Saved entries
-=-=-=-=-

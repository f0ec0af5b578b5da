//! Packed per-cell descriptors and the boundary encoder.
//!
//! The stencil needs to know, for every free cell, which of its four
//! neighbours is an insulator. Looking that up per step would cost four
//! neighbour-property reads per cell in the hot loop. Instead
//! [`encode`] runs once per run and stores the answer as direction bits
//! next to the cell's own flags:
//!
//! ```text
//! bit  5      4      3     2      1          0
//!      above  below  left  right  INSULATOR  FIXED
//! ```
//!
//! The descriptor table is immutable for the whole run.

use crate::cell::CellFlags;
use crate::error::InputError;
use crate::grid::{self, Direction, EdgePolicy};

/// Packed per-cell descriptor: own flags plus four "neighbour in this
/// direction is insulating" bits.
#[derive(Clone, Copy, Debug, Default, PartialEq, Eq, Hash)]
#[repr(transparent)]
pub struct Descriptor(u32);

impl Descriptor {
    /// Mask of the four direction bits.
    pub const DIRECTION_MASK: u32 = 0b11_1100;

    /// Build a descriptor carrying only the cell's own flags.
    pub fn from_flags(flags: CellFlags) -> Self {
        Self(flags.bits())
    }

    /// Reinterpret a raw descriptor word (e.g. read back from a device).
    pub fn from_bits(bits: u32) -> Self {
        Self(bits)
    }

    /// The raw descriptor word.
    pub fn bits(self) -> u32 {
        self.0
    }

    /// Descriptor bit for a direction.
    pub fn direction_bit(dir: Direction) -> u32 {
        match dir {
            Direction::Right => 1 << 2,
            Direction::Left => 1 << 3,
            Direction::Below => 1 << 4,
            Direction::Above => 1 << 5,
        }
    }

    /// The cell's own flags.
    pub fn flags(self) -> CellFlags {
        CellFlags::from_bits(self.0 & CellFlags::MASK).unwrap_or_default()
    }

    /// Whether the cell itself is fixed or insulating.
    pub fn is_frozen(self) -> bool {
        self.0 & CellFlags::MASK != 0
    }

    /// Whether the neighbour in `dir` is flagged insulating.
    pub fn is_insulated(self, dir: Direction) -> bool {
        self.0 & Self::direction_bit(dir) != 0
    }

    /// Whether any direction bit is set.
    pub fn has_direction_bits(self) -> bool {
        self.0 & Self::DIRECTION_MASK != 0
    }

    /// Return a copy with the direction bit for `dir` set.
    pub fn with_insulated(self, dir: Direction) -> Self {
        Self(self.0 | Self::direction_bit(dir))
    }
}

/// Encode raw properties into the descriptor table.
///
/// Frozen cells keep only their own flags. Free cells additionally get a
/// direction bit for every neighbour that carries the `INSULATOR` flag.
/// Only neighbours inside the grid are probed; what happens at the grid
/// edge is decided by `edge` (see [`EdgePolicy`]).
///
/// ```
/// use calor_core::{encode, CellFlags, Direction, EdgePolicy};
///
/// let f = CellFlags::FREE;
/// let i = CellFlags::INSULATOR;
/// // 2x2 grid: top-right cell is an insulator.
/// let props = [f, i, f, f];
/// let table = encode(&props, 2, EdgePolicy::Clamp).unwrap();
/// assert!(table[0].is_insulated(Direction::Right));
/// assert!(table[3].is_insulated(Direction::Above));
/// assert!(!table[2].has_direction_bits());
/// assert!(!table[1].has_direction_bits()); // frozen cells carry no bits
/// ```
pub fn encode(
    properties: &[CellFlags],
    n: usize,
    edge: EdgePolicy,
) -> Result<Vec<Descriptor>, InputError> {
    let expected = grid::cell_count(n)?;
    if properties.len() != expected {
        return Err(InputError::LengthMismatch {
            what: "properties",
            expected,
            actual: properties.len(),
        });
    }

    let mut table = Vec::with_capacity(expected);
    for y in 0..n {
        for x in 0..n {
            let flags = properties[y * n + x];
            let mut desc = Descriptor::from_flags(flags);
            if flags.is_free() {
                for dir in Direction::ALL {
                    match grid::neighbour_index(x, y, dir, n, edge) {
                        Some(ni) if properties[ni].is_insulator() => {
                            desc = desc.with_insulated(dir);
                        }
                        None if edge == EdgePolicy::Insulated => {
                            desc = desc.with_insulated(dir);
                        }
                        _ => {}
                    }
                }
            }
            table.push(desc);
        }
    }
    Ok(table)
}

/// Raw words of a descriptor table, ready for upload.
pub fn to_words(table: &[Descriptor]) -> Vec<u32> {
    table.iter().map(|d| d.bits()).collect()
}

-=-=-=-=-

State how many lines of the entries include the word "Whether", giving that number by itself.

Task answer = 3